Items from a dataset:
+++++

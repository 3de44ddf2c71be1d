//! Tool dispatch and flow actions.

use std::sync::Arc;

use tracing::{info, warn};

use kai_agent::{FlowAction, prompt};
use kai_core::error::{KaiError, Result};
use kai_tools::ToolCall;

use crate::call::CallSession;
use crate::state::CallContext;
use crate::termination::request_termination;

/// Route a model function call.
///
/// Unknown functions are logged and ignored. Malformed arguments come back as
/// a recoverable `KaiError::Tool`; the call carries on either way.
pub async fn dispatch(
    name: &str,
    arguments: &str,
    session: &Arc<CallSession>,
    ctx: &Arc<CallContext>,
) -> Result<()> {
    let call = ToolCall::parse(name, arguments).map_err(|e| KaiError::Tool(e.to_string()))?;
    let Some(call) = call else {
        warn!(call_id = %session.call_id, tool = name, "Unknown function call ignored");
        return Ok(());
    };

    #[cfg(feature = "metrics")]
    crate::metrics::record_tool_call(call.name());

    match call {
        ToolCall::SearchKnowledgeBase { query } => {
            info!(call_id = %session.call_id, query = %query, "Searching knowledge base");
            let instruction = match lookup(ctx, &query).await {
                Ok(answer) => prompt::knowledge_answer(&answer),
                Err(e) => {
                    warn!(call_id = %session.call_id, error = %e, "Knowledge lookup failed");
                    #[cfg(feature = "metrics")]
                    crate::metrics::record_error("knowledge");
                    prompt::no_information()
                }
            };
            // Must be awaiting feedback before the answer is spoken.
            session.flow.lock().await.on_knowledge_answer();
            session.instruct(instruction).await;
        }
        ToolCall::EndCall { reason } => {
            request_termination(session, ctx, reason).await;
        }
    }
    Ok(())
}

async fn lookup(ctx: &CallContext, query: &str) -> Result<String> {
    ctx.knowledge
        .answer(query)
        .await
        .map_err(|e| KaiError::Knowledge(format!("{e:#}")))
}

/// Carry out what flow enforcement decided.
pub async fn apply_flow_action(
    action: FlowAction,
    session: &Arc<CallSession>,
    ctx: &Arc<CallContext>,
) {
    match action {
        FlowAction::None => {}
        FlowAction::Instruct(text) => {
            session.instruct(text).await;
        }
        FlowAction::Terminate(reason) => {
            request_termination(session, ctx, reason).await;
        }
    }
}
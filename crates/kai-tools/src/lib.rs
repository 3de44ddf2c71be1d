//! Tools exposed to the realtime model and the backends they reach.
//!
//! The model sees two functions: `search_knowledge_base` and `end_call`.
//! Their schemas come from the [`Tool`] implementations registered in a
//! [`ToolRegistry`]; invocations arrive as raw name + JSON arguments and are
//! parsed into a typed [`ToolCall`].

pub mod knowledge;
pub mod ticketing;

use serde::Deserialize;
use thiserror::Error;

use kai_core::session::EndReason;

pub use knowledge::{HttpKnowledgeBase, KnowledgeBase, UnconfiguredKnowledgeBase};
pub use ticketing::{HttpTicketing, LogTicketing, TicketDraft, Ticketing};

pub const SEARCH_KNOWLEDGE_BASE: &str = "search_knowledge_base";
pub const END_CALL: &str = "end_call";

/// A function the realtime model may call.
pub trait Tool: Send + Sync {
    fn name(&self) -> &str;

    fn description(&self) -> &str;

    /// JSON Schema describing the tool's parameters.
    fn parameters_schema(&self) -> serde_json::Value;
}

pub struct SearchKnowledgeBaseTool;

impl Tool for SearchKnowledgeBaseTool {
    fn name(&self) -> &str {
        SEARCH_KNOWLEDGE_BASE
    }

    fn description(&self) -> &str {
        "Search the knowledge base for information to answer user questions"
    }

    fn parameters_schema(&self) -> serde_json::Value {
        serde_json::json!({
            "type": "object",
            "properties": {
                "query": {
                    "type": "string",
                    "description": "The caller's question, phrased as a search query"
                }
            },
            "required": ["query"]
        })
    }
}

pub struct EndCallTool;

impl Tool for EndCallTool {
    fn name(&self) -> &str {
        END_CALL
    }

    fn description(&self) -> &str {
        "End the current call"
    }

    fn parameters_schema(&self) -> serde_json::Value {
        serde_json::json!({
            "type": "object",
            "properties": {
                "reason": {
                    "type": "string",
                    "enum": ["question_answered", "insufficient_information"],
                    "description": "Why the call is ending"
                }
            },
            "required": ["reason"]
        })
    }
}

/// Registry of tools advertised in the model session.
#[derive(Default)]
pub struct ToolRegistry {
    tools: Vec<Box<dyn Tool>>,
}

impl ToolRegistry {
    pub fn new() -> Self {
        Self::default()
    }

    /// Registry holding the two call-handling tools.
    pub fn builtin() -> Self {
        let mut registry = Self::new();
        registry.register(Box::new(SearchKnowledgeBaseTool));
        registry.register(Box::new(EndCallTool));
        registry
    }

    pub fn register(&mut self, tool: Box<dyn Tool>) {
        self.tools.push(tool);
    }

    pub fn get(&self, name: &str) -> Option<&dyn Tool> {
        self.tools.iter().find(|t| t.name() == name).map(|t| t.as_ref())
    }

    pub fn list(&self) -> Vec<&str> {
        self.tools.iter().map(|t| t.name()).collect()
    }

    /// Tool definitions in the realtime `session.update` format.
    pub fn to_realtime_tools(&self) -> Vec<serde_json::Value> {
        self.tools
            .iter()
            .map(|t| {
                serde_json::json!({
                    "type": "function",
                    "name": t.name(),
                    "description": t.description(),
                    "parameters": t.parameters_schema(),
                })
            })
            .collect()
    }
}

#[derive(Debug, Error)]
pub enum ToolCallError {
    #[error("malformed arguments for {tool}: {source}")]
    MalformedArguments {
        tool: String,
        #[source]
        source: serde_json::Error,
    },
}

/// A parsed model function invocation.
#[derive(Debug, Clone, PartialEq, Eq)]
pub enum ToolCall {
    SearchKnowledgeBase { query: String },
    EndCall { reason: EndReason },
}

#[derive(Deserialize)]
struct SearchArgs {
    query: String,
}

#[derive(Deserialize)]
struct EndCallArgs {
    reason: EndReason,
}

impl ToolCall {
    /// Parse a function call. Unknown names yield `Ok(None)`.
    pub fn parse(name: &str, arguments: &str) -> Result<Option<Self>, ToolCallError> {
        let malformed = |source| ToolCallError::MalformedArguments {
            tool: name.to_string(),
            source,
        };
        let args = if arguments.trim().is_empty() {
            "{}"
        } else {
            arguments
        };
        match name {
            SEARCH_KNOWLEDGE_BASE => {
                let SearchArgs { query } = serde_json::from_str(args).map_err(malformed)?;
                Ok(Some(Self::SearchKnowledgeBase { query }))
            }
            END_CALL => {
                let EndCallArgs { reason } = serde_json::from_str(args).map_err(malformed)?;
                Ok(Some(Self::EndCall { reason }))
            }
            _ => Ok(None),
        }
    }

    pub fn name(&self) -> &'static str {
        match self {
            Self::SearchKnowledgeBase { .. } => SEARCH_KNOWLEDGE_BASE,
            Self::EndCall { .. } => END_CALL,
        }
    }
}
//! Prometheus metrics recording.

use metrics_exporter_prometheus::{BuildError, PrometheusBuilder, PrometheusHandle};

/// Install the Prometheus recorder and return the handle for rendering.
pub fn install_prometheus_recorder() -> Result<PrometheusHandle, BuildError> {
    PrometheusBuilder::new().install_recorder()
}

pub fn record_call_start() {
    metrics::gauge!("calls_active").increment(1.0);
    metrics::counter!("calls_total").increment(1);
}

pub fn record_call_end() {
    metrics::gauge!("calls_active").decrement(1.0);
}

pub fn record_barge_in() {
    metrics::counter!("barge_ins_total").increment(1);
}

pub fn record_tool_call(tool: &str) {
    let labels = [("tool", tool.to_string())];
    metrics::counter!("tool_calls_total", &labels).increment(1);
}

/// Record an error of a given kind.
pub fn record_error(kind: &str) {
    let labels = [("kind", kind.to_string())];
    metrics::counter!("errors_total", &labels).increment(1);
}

+++++

Every line above that holds the word "Debug" needs to be copied.

Reply to the exercise —
#[derive(Debug, Error)]
#[derive(Debug, Clone, PartialEq, Eq)]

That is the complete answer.